Neeless to say the both taluks forms Nanjilnadu are fertile lands with paddyfields, coconut farms and of fishing hamlets, which too were formed a good part of Venad revenue.

The ships entering from the Arabian Sea to Kottaru harbour through the Palayaaru had to pay taxes based on the trade commodities. there were a minimum of 200 bullock carts came from Pandiya Elasa Naadu to Kottaru harbour to cross to the Kottaru market and to Vaniga Vizhai yard. At kottar St.Xaviers Church campus had a choultry belonging to Elasa Naadu which accommodated morethan 200 traders. 

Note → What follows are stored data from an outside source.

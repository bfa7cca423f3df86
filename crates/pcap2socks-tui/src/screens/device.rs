//! Device stage: address preset, plus source and gateway for custom setups.

use color_eyre::eyre::Result;
use crossterm::event::{KeyCode, KeyEvent};
use pcap2socks_core::{Form, Preset};
use ratatui::Frame;
use ratatui::layout::{Constraint, Layout, Rect};
use ratatui::text::Span;
use ratatui::widgets::Paragraph;

use super::screen_block;
use crate::action::Action;
use crate::component::Component;
use crate::theme;
use crate::widgets::choice::choice_lines;
use crate::widgets::field::{FIELD_HEIGHT, TextField};

#[derive(Debug, Clone, Copy, PartialEq, Eq)]
enum Focus {
    Preset,
    Source,
    Publish,
}

pub struct DeviceScreen {
    preset: usize,
    source: TextField,
    publish: TextField,
    focus: Focus,
}

impl DeviceScreen {
    pub fn new() -> Self {
        let defaults = Form::default();
        let mut screen = Self {
            preset: 0,
            source: TextField::new("Source IP or CIDR", &defaults.source),
            publish: TextField::new("Virtual gateway (empty for none)", &defaults.publish),
            focus: Focus::Preset,
        };
        screen.set_preset(defaults.preset);
        screen
    }

    fn set_preset(&mut self, value: u8) {
        let preset = Preset::from_value(value).unwrap_or_default();
        self.preset = Preset::ALL.iter().position(|p| *p == preset).unwrap_or(0);
    }

    fn custom(&self) -> bool {
        Preset::ALL[self.preset] == Preset::Custom
    }

    /// Source and gateway inputs only exist for the custom preset.
    fn cycle_focus(&mut self, forward: bool) {
        self.focus = match (self.focus, forward, self.custom()) {
            (_, _, false) => Focus::Preset,
            (Focus::Preset, true, true) | (Focus::Publish, false, true) => Focus::Source,
            (Focus::Source, true, true) | (Focus::Preset, false, true) => Focus::Publish,
            (Focus::Publish, true, true) | (Focus::Source, false, true) => Focus::Preset,
        };
    }
}

impl Component for DeviceScreen {
    fn handle_key_event(&mut self, key: KeyEvent) -> Result<Option<Action>> {
        match (self.focus, key.code) {
            (_, KeyCode::Tab) => self.cycle_focus(true),
            (_, KeyCode::BackTab) => self.cycle_focus(false),
            (Focus::Preset, KeyCode::Up) => self.preset = self.preset.saturating_sub(1),
            (Focus::Preset, KeyCode::Down) => {
                self.preset = (self.preset + 1).min(Preset::ALL.len() - 1);
            }
            (Focus::Source, _) => {
                self.source.handle_key(key);
            }
            (Focus::Publish, _) => {
                self.publish.handle_key(key);
            }
            _ => {}
        }
        Ok(None)
    }

    fn update(&mut self, action: &Action) -> Result<Option<Action>> {
        if let Action::LoadForm(form) = action {
            self.set_preset(form.preset);
            self.source.set_value(&form.source);
            self.publish.set_value(&form.publish);
            self.focus = Focus::Preset;
        }
        Ok(None)
    }

    fn write_form(&self, form: &mut Form) {
        form.preset = Preset::ALL[self.preset].value();
        self.source.value().clone_into(&mut form.source);
        self.publish.value().clone_into(&mut form.publish);
    }

    fn render(&self, frame: &mut Frame, area: Rect) {
        let block = screen_block("Device");
        let inner = block.inner(area);
        frame.render_widget(block, area);

        let layout = Layout::vertical([
            Constraint::Length(2),
            Constraint::Length(7),
            Constraint::Length(FIELD_HEIGHT),
            Constraint::Length(FIELD_HEIGHT),
            Constraint::Min(0),
        ])
        .split(inner);

        frame.render_widget(
            Paragraph::new(Span::styled(
                "  The device whose traffic is redirected",
                theme::text(),
            )),
            layout[0],
        );

        let presets = Preset::ALL
            .iter()
            .map(|p| (p.to_string(), Some(p.description())));
        frame.render_widget(
            Paragraph::new(choice_lines(
                presets,
                self.preset,
                self.focus == Focus::Preset,
            )),
            layout[1],
        );

        if self.custom() {
            self.source
                .render(frame, layout[2], self.focus == Focus::Source);
            self.publish
                .render(frame, layout[3], self.focus == Focus::Publish);
        }
    }

    fn hints(&self) -> &'static [(&'static str, &'static str)] {
        &[("\u{2191}/\u{2193}", "preset"), ("Tab", "field")]
    }

    fn id(&self) -> &str {
        "device"
    }
}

Vaniga Vizhai yard had the mass storage of timber, coconut and paddy besides other trade items. 

The Nanjil Nadu tax revenue were stored in Kalasamirakki Kudieruppu east of Panavizhai Palace of Thirupappur Royals. Maaraveera Pandiyan Thirupappur followed by Ezha Marthandan Thirupappur(Swamiyadiyaar Thirupappur) and his tribes were managing the total tax revenue of Nanjil Nadu.

Safety of traders
In the southern uphill of Kottaru harbour was stationed an army, and the place was called as Pattaazha Vizhai. The army was supported by 12 Aasaans who managed the Panchavankaattu Chaalai(The University of 64 Arts). The army in Pattazha Vizhai was providing security to the Vaniga Vizhai Yard, Kalasamirakki Kudieruppu treasury, the Kottaru Harbour & Market, the Kavalkinaru Toll and the Vattakkottai pearl storage.

From Vaniga Vizhai, there always had bullock cart industry which had 7 units each was specialising in making different parts of the cart. Later some of the units were shifted near Chettikkulam and in the eastern gate of the harbour.